I don't have a 25 horse on it just the 54 pound trolling motor. you'd be suprised at how fast it actually goes at full speed. it's enough to get a little wake going and works fine for most smaller lakes like 100-150 acres big. besides the motor's only about 100 bucks on sale. Bass Pro has them ever year with an extra prop and a free charger!!! I want to mount mine eventually on the front like mich buckmaster said he did.


I wish I had the boat here with me so I could post pic's of it, but it is up north right now. next time I go up there I will get some. please post any other questions you have.
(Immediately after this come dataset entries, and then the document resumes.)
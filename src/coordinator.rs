// This Source Code Form is subject to the terms of the Mozilla Public
// License, v. 2.0. If a copy of the MPL was not distributed with this
// file, You can obtain one at http://mozilla.org/MPL/2.0/.

//! The coordinator owns the only copy of the "next unassigned row"
//! cursor and answers work requests one at a time.  Because nothing
//! else can touch the cursor and every request gets exactly one reply,
//! each block of rows goes to exactly one worker, and every worker is
//! told to stop exactly once.

use errors::Error;
use protocol::{validate_block_size, Assignment, REQUEST_BODY};
use transport::{Endpoint, Payload, Source, Tag};

/// Where the coordinator is in the run.
#[derive(Copy, Clone, Debug, PartialEq, Eq)]
pub enum State {
    /// Rows remain to be handed out, or no worker has been told to stop.
    Distributing,
    /// All rows are out and at least one worker has been told to stop.
    Draining,
    /// Every worker has been told to stop.
    Done,
}

// Hands out the starting rows 0, block, 2 * block, ... below `limit`.
#[derive(Debug)]
struct RowCursor {
    next: Option<usize>,
    step: usize,
    limit: usize,
}

impl RowCursor {
    fn new(step: usize, limit: usize) -> RowCursor {
        RowCursor {
            next: if limit > 0 { Some(0) } else { None },
            step,
            limit,
        }
    }

    fn take(&mut self) -> Option<usize> {
        let row = self.next?;
        let following = row + self.step;
        self.next = if following >= self.limit { None } else { Some(following) };
        Some(row)
    }
}

/// The work-distribution state machine.
#[derive(Debug)]
pub struct Coordinator {
    cursor: RowCursor,
    workers: usize,
    stopped: usize,
    state: State,
}

impl Coordinator {
    /// Prepares to distribute an image `height` rows tall in blocks of
    /// `block_size` rows among `workers` workers.
    pub fn new(height: usize, block_size: usize, workers: usize) -> Result<Coordinator, Error> {
        validate_block_size(height, block_size)?;
        Ok(Coordinator {
            cursor: RowCursor::new(block_size, height),
            workers,
            stopped: 0,
            state: if workers == 0 { State::Done } else { State::Distributing },
        })
    }

    /// The current state.
    pub fn state(&self) -> State {
        self.state
    }

    /// How many workers have been told to stop.
    pub fn stopped(&self) -> usize {
        self.stopped
    }

    /// Answers one work request.  A request with any body other than the
    /// request byte breaks the protocol and panics.
    pub fn handle(&mut self, request: &Payload) -> Assignment {
        assert_eq!(
            *request,
            Payload::Request(REQUEST_BODY),
            "malformed work request"
        );
        assert!(self.state != State::Done, "work requested after every worker stopped");
        match self.cursor.take() {
            Some(row) => Assignment::Start(row),
            None => {
                self.stopped += 1;
                self.state = if self.stopped == self.workers {
                    State::Done
                } else {
                    State::Draining
                };
                Assignment::Exhausted
            }
        }
    }

    /// Serves work requests arriving from any member until every worker
    /// has been told to stop.  Returns every reply sent, in order, along
    /// with the rank it was sent to.
    pub fn serve(mut self, endpoint: &mut Endpoint) -> Result<Vec<(usize, Assignment)>, Error> {
        info!(
            "Coordinating {} workers, {} rows per block",
            self.workers, self.cursor.step
        );
        let mut issued = vec![];
        while self.state != State::Done {
            let request = endpoint.recv(Source::Any, Tag::StartingLine)?;
            let before = self.state;
            let assignment = self.handle(&request.payload);
            match assignment {
                Assignment::Start(row) => debug!("Rows from {} go to process {}", row, request.source),
                Assignment::Exhausted => debug!(
                    "Process {} stopped ({} of {})",
                    request.source, self.stopped, self.workers
                ),
            }
            endpoint.send(request.source, Tag::StartingLine, assignment.to_payload())?;
            if self.state != before {
                info!("Coordinator is now {:?}", self.state);
            }
            issued.push((request.source, assignment));
        }
        Ok(issued)
    }
}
I love this boat like the world for it's versatility. It can be used for everything I want it to do and for the price it's great. also it floats in about 2-3" of water with me and the dog in it!!!!


----------



## sillyburt

1/4" I think would work great if you had the foam under it, but I couldn't find any 1/4" pressure treated plywood. if you know where to get it let me know because I still have the sides and upper rear and back (for/aft) deck to do.

the reason why I put the screws thru the top of the carpet was so I could get the floor off easier in case I wanted to spray wash under it. a few times before I had the floor down I got seaweed under the upper front deck and had to spray wash it out. if I did that now the seaweed would get stuck possibly between the floor and bottom of the boat. maybee I'm just being to anal about it? I don't know? also I wanted to wrap the carpet around the edges of the floorboard. I was worried that if I just put the wood in and then the carpeting it would unravel at the edges, so I glued it down and around the sides and then stapled it underneath with stainless steal staples.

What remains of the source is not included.